### [DIRECTIONS FOR THIS TASK]
From the entries below, reproduce exactly the line containing "impl fmt::Display for CoreId", the line containing "is outside 1..=8", and every line in between, with nothing added.

### [EXTRACTED ENTRIES]

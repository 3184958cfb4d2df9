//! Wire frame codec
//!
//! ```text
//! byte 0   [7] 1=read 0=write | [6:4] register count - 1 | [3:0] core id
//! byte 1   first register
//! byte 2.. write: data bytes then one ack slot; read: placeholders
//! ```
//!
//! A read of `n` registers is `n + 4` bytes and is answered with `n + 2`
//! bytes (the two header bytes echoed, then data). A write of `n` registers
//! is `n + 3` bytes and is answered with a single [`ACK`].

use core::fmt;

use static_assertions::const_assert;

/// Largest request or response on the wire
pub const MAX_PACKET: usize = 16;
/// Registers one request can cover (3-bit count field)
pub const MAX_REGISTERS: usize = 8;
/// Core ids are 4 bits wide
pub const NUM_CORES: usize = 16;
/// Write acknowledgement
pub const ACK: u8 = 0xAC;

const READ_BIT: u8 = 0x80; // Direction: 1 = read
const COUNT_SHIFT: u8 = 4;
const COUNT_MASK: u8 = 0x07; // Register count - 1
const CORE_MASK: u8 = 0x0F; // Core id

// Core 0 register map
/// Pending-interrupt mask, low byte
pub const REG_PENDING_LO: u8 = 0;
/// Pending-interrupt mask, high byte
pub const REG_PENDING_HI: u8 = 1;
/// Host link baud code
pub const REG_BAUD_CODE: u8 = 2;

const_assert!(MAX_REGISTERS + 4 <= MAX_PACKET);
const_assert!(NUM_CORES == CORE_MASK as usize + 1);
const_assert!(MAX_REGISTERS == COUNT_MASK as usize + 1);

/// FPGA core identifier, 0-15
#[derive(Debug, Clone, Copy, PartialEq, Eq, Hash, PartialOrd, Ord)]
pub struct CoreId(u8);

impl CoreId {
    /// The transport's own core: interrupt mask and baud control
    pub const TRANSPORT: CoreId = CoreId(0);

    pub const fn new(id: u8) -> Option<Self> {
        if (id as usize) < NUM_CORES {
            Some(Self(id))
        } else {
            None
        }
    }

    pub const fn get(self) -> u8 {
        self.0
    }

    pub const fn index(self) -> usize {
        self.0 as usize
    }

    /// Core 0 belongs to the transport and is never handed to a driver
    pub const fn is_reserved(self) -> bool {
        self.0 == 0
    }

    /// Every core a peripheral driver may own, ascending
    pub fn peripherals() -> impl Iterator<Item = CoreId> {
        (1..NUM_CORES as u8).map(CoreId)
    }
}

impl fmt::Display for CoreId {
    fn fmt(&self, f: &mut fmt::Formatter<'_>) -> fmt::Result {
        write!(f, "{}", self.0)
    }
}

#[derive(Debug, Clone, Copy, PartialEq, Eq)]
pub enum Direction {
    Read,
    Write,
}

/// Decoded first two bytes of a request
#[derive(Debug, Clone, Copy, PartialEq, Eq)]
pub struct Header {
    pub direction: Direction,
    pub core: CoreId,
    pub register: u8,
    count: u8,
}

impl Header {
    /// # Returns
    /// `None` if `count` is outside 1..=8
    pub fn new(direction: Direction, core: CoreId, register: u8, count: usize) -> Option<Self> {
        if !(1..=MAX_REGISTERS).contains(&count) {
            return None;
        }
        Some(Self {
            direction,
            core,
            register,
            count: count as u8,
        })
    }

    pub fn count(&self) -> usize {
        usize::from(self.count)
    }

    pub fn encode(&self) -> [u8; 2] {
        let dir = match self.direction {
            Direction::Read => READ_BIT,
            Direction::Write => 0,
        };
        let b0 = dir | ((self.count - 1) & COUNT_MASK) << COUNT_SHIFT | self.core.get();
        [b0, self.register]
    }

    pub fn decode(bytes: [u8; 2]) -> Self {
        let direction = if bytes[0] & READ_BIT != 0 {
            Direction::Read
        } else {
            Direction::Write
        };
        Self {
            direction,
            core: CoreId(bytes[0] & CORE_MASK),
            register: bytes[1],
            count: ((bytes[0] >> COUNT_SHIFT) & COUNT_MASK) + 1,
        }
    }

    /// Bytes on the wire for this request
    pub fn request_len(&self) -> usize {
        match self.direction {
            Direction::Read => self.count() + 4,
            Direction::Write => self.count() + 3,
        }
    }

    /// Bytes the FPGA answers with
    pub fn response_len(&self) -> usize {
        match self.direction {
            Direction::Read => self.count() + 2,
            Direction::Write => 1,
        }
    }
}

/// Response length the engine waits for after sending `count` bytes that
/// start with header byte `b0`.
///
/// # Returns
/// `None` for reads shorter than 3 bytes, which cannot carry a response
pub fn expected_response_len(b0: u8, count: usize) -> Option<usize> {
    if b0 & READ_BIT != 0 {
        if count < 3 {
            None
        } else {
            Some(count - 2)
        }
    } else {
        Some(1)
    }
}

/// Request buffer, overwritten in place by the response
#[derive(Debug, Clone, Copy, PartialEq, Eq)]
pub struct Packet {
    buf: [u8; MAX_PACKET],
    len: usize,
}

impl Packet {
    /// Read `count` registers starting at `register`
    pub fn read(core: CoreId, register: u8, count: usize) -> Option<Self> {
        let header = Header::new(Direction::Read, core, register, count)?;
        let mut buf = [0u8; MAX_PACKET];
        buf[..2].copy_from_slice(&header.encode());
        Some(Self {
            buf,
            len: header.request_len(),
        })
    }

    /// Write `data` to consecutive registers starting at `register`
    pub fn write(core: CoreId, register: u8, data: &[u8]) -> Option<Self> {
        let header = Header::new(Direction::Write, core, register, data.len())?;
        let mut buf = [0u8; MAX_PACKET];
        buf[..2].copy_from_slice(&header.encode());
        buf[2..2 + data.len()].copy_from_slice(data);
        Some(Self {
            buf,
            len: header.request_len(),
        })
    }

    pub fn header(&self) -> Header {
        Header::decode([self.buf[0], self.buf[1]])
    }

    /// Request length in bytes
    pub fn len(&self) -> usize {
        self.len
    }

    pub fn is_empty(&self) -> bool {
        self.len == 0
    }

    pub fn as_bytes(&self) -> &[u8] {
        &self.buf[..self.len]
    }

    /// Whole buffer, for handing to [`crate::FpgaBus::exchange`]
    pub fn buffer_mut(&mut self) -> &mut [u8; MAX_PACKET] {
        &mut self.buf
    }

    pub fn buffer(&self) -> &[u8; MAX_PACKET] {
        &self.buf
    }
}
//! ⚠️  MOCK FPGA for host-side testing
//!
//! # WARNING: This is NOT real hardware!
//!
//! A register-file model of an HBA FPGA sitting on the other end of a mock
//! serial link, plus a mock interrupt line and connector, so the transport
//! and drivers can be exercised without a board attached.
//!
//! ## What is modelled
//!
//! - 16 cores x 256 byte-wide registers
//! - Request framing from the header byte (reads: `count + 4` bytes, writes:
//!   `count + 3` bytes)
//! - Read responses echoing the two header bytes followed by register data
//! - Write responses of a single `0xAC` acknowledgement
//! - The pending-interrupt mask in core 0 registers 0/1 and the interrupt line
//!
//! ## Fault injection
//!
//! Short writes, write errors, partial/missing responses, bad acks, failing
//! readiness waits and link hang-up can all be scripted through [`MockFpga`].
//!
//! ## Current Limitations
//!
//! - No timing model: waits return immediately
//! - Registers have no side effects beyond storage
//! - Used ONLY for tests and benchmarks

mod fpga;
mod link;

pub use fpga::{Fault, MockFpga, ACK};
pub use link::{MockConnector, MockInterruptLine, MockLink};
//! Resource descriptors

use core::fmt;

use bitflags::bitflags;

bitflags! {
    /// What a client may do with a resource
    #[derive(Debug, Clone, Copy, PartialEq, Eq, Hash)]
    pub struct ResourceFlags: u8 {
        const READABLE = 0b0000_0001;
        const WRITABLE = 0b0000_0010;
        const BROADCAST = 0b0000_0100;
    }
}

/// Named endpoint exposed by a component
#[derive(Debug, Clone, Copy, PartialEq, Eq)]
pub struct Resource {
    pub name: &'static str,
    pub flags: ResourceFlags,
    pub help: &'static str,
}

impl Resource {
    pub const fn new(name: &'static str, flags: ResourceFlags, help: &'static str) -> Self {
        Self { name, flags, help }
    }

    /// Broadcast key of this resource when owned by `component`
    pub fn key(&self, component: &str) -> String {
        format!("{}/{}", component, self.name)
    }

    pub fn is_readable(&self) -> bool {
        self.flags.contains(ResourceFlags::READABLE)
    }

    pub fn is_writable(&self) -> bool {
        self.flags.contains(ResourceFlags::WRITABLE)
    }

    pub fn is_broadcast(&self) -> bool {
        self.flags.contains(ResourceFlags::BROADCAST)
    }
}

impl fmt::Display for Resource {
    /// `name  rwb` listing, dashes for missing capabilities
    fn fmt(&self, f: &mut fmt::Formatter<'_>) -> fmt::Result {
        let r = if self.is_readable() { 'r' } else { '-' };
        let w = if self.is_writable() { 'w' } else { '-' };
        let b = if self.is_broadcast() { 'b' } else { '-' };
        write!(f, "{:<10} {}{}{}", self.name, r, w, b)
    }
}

### [RESPONSE TO THE TASK]
impl fmt::Display for CoreId {
    fn fmt(&self, f: &mut fmt::Formatter<'_>) -> fmt::Result {
        write!(f, "{}", self.0)
    }
}

#[derive(Debug, Clone, Copy, PartialEq, Eq)]
pub enum Direction {
    Read,
    Write,
}

/// Decoded first two bytes of a request
#[derive(Debug, Clone, Copy, PartialEq, Eq)]
pub struct Header {
    pub direction: Direction,
    pub core: CoreId,
    pub register: u8,
    count: u8,
}

impl Header {
    /// # Returns
    /// `None` if `count` is outside 1..=8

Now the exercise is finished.